Studio album by David Allan Coe
- Released: February 1981
- Recorded: 1980 at Columbia Studios in Nashville
- Genre: Country
- Length: 29:32
- Label: Columbia
- Producer: Billy Sherrill

David Allan Coe chronology
| I've Got Something to Say (1980) | Invictus (Means) Unconquered (1981) | Tennessee Whiskey (1981) |

= Invictus (Means) Unconquered =

Invictus (Means) Unconquered is an album released by country musician David Allan Coe. It was released in 1981 on Columbia.

==Recording==
With its radio-friendly sound and guest duets, Coe's previous album I've Got Something to Say was an attempt to reach a wider country audience, and this process is continued on Invictus (Means) Unconquered, with producer Billy Sherrill couching the songs in tasteful instrumentation that put the spotlight squarely on Coe's voice. In his AllMusic review of the album, Thom Jurek calls the LP "arguably the finest album of his career" and singles out Coe's vocals for particular praise:

True to form, Coe has always been underrated as a singer, and nowhere is this more evident than on Invictus.

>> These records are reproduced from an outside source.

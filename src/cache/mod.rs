//! Time-bounded key/value cache for derived data.
//!
//! Entries expire lazily on read. [`EphemeralCache::spawn_sweeper`] adds a
//! periodic cleanup task on the current Tokio runtime.

pub mod invalidation;

use std::{
    collections::HashMap,
    future::Future,
    sync::{Arc, Mutex},
    time::{Duration, Instant},
};

use tokio::{runtime::TryCurrentError, task::JoinHandle};

use crate::utils::lock;

pub use invalidation::{CacheInvalidator, PrefixInvalidate, cached_translations};

pub const DEFAULT_TTL: Duration = CacheTtl::MEDIUM;
pub const DEFAULT_SWEEP_INTERVAL: Duration = Duration::from_secs(60);

/// Standard lifetimes for cached values.
pub struct CacheTtl;

impl CacheTtl {
    pub const SHORT: Duration = Duration::from_secs(30);
    pub const MEDIUM: Duration = Duration::from_secs(5 * 60);
    pub const LONG: Duration = Duration::from_secs(30 * 60);
    pub const VERY_LONG: Duration = Duration::from_secs(2 * 60 * 60);
}

/// Cache key namespaces. Invalidation works on the prefixes.
pub struct CacheKeys;

impl CacheKeys {
    pub const PROJECT_PREFIX: &'static str = "project:";
    pub const ARB_PREFIX: &'static str = "arb:";
    pub const DART_PREFIX: &'static str = "dart:";
    pub const STATS_PREFIX: &'static str = "stats:";
    pub const PLUGIN_PREFIX: &'static str = "plugin:";

    pub const PROJECT_CONFIG: &'static str = "project:config";
    pub const PROJECT_L10N_CONFIG: &'static str = "project:l10n_config";
    pub const PROJECT_PUBSPEC: &'static str = "project:pubspec";
    pub const ARB_KEYS: &'static str = "arb:all_keys";
    pub const TRANSLATION_STATS: &'static str = "stats:translations";
    pub const PLUGIN_CONFIG: &'static str = "plugin:config";

    pub fn arb_file(locale: &str) -> String {
        format!("arb:file:{}", locale)
    }

    pub fn arb_content(locale: &str) -> String {
        format!("arb:content:{}", locale)
    }

    pub fn arb_translations(key: &str) -> String {
        format!("arb:translations:{}", key)
    }

    pub fn dart_references(uri: &str) -> String {
        format!("dart:references:{}", uri)
    }

    pub fn dart_parse_result(uri: &str, version: u64) -> String {
        format!("dart:parse:{}:{}", uri, version)
    }

    pub fn diagnostics(uri: &str) -> String {
        format!("diagnostics:{}", uri)
    }

    pub fn locale_stats(locale: &str) -> String {
        format!("stats:locale:{}", locale)
    }

    pub fn file_watcher(pattern: &str) -> String {
        format!("watcher:{}", pattern)
    }
}

#[derive(Debug, Clone)]
pub struct CacheEntry<V> {
    pub value: V,
    pub created_at: Instant,
    pub expires_at: Instant,
    pub access_count: u64,
    pub last_accessed_at: Instant,
}

impl<V> CacheEntry<V> {
    fn new(value: V, ttl: Duration) -> Self {
        let now = Instant::now();
        Self {
            value,
            created_at: now,
            expires_at: now + ttl,
            access_count: 0,
            last_accessed_at: now,
        }
    }

    pub fn is_expired(&self, now: Instant) -> bool {
        now >= self.expires_at
    }
}

#[derive(Debug, Clone, Copy, PartialEq, Default)]
pub struct CacheStats {
    /// Stored entries, expired ones included until they are swept.
    pub size: usize,
    pub expired: usize,
    pub hits: u64,
    pub misses: u64,
    /// `hits / (hits + misses)`, or 0 before any lookup.
    pub hit_rate: f64,
}

struct State<V> {
    entries: HashMap<String, CacheEntry<V>>,
    hits: u64,
    misses: u64,
}

pub struct EphemeralCache<V> {
    state: Mutex<State<V>>,
    default_ttl: Duration,
}

impl<V: Clone> Default for EphemeralCache<V> {
    fn default() -> Self {
        Self::new()
    }
}

impl<V: Clone> EphemeralCache<V> {
    pub fn new() -> Self {
        Self::with_default_ttl(DEFAULT_TTL)
    }

    pub fn with_default_ttl(default_ttl: Duration) -> Self {
        Self {
            state: Mutex::new(State {
                entries: HashMap::new(),
                hits: 0,
                misses: 0,
            }),
            default_ttl,
        }
    }

    pub fn default_ttl(&self) -> Duration {
        self.default_ttl
    }

    pub fn set(&self, key: impl Into<String>, value: V, ttl: Option<Duration>) {
        let entry = CacheEntry::new(value, ttl.unwrap_or(self.default_ttl));
        lock(&self.state).entries.insert(key.into(), entry);
    }

    /// Returns a live value, dropping it first if it has expired.
    pub fn get(&self, key: &str) -> Option<V> {
        let now = Instant::now();
        let mut guard = lock(&self.state);
        let state = &mut *guard;
        match state.entries.get_mut(key) {
            Some(entry) if !entry.is_expired(now) => {
                entry.access_count += 1;
                entry.last_accessed_at = now;
                let value = entry.value.clone();
                state.hits += 1;
                Some(value)
            }
            Some(_) => {
                state.entries.remove(key);
                state.misses += 1;
                None
            }
            None => {
                state.misses += 1;
                None
            }
        }
    }

    /// Like [`get`](Self::get) without touching access counters.
    pub fn has(&self, key: &str) -> bool {
        let now = Instant::now();
        let mut state = lock(&self.state);
        let Some(expired) = state.entries.get(key).map(|e| e.is_expired(now)) else {
            return false;
        };
        if expired {
            state.entries.remove(key);
        }
        !expired
    }

    pub fn delete(&self, key: &str) -> bool {
        lock(&self.state).entries.remove(key).is_some()
    }

    pub fn clear(&self) {
        let mut state = lock(&self.state);
        state.entries.clear();
        state.hits = 0;
        state.misses = 0;
    }

    /// Removes every key starting with `prefix`. Returns how many were removed.
    pub fn clear_by_prefix(&self, prefix: &str) -> usize {
        let mut state = lock(&self.state);
        let before = state.entries.len();
        state.entries.retain(|key, _| !key.starts_with(prefix));
        before - state.entries.len()
    }

    /// Returns the cached value or stores the factory's result.
    ///
    /// Concurrent callers that miss may each run the factory; the last write
    /// wins. A factory error is returned and nothing is stored.
    pub fn get_or_compute<E>(
        &self,
        key: &str,
        factory: impl FnOnce() -> Result<V, E>,
        ttl: Option<Duration>,
    ) -> Result<V, E> {
        if let Some(value) = self.get(key) {
            return Ok(value);
        }
        let value = factory()?;
        self.set(key, value.clone(), ttl);
        Ok(value)
    }

    pub async fn get_or_compute_async<E, F, Fut>(
        &self,
        key: &str,
        factory: F,
        ttl: Option<Duration>,
    ) -> Result<V, E>
    where
        F: FnOnce() -> Fut,
        Fut: Future<Output = Result<V, E>>,
    {
        if let Some(value) = self.get(key) {
            return Ok(value);
        }
        let value = factory().await?;
        self.set(key, value.clone(), ttl);
        Ok(value)
    }

    /// Live values for the keys that have one.
    pub fn get_many<'a>(&self, keys: impl IntoIterator<Item = &'a str>) -> HashMap<String, V> {
        keys.into_iter()
            .filter_map(|key| self.get(key).map(|value| (key.to_string(), value)))
            .collect()
    }

    pub fn set_many(&self, entries: impl IntoIterator<Item = (String, V)>, ttl: Option<Duration>) {
        let ttl = ttl.unwrap_or(self.default_ttl);
        let mut state = lock(&self.state);
        for (key, value) in entries {
            state.entries.insert(key, CacheEntry::new(value, ttl));
        }
    }

    /// Drops expired entries. Returns how many were removed.
    pub fn cleanup(&self) -> usize {
        let now = Instant::now();
        let mut state = lock(&self.state);
        let before = state.entries.len();
        state.entries.retain(|_, entry| !entry.is_expired(now));
        before - state.entries.len()
    }

    pub fn stats(&self) -> CacheStats {
        let now = Instant::now();
        let state = lock(&self.state);
        let lookups = state.hits + state.misses;
        CacheStats {
            size: state.entries.len(),
            expired: state.entries.values().filter(|e| e.is_expired(now)).count(),
            hits: state.hits,
            misses: state.misses,
            hit_rate: if lookups == 0 {
                0.0
            } else {
                state.hits as f64 / lookups as f64
            },
        }
    }

    pub fn len(&self) -> usize {
        lock(&self.state).entries.len()
    }

    pub fn is_empty(&self) -> bool {
        self.len() == 0
    }

    pub fn keys(&self) -> Vec<String> {
        let mut keys: Vec<String> = lock(&self.state).entries.keys().cloned().collect();
        keys.sort();
        keys
    }

    /// A copy of the stored entry, expired or not.
    pub fn entry(&self, key: &str) -> Option<CacheEntry<V>> {
        lock(&self.state).entries.get(key).cloned()
    }
}

impl<V: Clone + Send + 'static> EphemeralCache<V> {
    /// Runs [`cleanup`](Self::cleanup) every `interval` on the current runtime.
    ///
    /// The task holds a weak reference and ends once the cache is dropped.
    pub fn spawn_sweeper(
        self: &Arc<Self>,
        interval: Duration,
    ) -> Result<JoinHandle<()>, TryCurrentError> {
        let runtime = tokio::runtime::Handle::try_current()?;
        let cache = Arc::downgrade(self);
        Ok(runtime.spawn(async move {
            let mut ticker = tokio::time::interval(interval);
            // The first tick completes immediately.
            ticker.tick().await;
            loop {
                ticker.tick().await;
                let Some(cache) = cache.upgrade() else {
                    break;
                };
                let removed = cache.cleanup();
                if removed > 0 {
                    tracing::debug!(removed, "swept expired cache entries");
                }
            }
        }))
    }
}
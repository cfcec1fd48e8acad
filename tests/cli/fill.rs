use anyhow::Result;

use crate::CliTest;

const DE: &str = r#"{ "@@locale": "de", "title": "Demo" }"#;

fn project() -> Result<CliTest> {
    CliTest::flutter_project(&[
        (
            "en",
            r#"{ "@@locale": "en", "title": "Demo", "greet": "Hello", "blank": "" }"#,
        ),
        ("de", DE),
    ])
}

#[test]
fn test_fill_missing_dry_run() -> Result<()> {
    let test = project()?;

    let run = test.run(&["fill-missing"])?;
    assert_eq!(run.code, Some(0), "stderr: {}", run.stderr);
    assert!(run.stdout.contains("  de: greet\n"), "stdout: {}", run.stdout);
    assert!(run.stdout.contains("Would add 1 placeholder value from 'en'."));
    assert!(run.stdout.contains("Run with --apply to write them."));
    assert_eq!(test.read_arb("de")?, DE);

    Ok(())
}

#[test]
fn test_fill_missing_apply() -> Result<()> {
    let test = project()?;

    let run = test.run(&["fill-missing", "--apply"])?;
    assert_eq!(run.code, Some(0), "stderr: {}", run.stderr);
    assert!(run.stdout.contains("Added 1 placeholder value from 'en' in 1 file."));

    let de = test.read_arb("de")?;
    assert!(de.contains("\"greet\": \"[DE] Hello\""));
    // Keys without a default value are left alone.
    assert!(!de.contains("blank"));

    let run = test.run(&["fill-missing"])?;
    assert!(run.stdout.contains("No missing translations"));

    Ok(())
}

His co-write with Guy and Susanna Clark on "Ain't It Funny How Love'll Do Ya" is one of the most convincing vocal performances Coe ever recorded, ranking with "Mona Lisa Lost Her Smile" and "Would You Lay with Me (In a Field of Stone)”…The conviction in his voice is so present, it almost cracks, but he never quite allows himself to lose control. These are the words of a man who has stared into the face of broken love's void and lived to tell about it.

Invitus is also noteworthy in that Coe only had a hand in writing just four of its ten songs, although considering the songwriter had produced ten albums of nearly all original material for Columbia in seven years, a creative dry spell was understandable. "A Boy Named Sue" songwriter Shel Silverstein contributes three songs, including "Someplace to Come When It Rains", which gets a sensitive reading from Coe, and the parting-of-the-ways tune "If You Ever Think of Me", which the pair composed together. They also collaborated with Karen Brooks on the lustful “The Best Game in Town,” and this song, along with the hopeful “As Far as This Feeling Will Take Us,” is sung by Coe and Brooks as duets in the classic George Jones-Tammy Wynette tradition. Coe wrote "Ain't It Funny the Way Love Can Do Ya" with songwriting couple Guy and Susanna Clark, and wrote the John Dillinger-inspired outlaw anthem “I Love Robbing Banks" with Guy Clark.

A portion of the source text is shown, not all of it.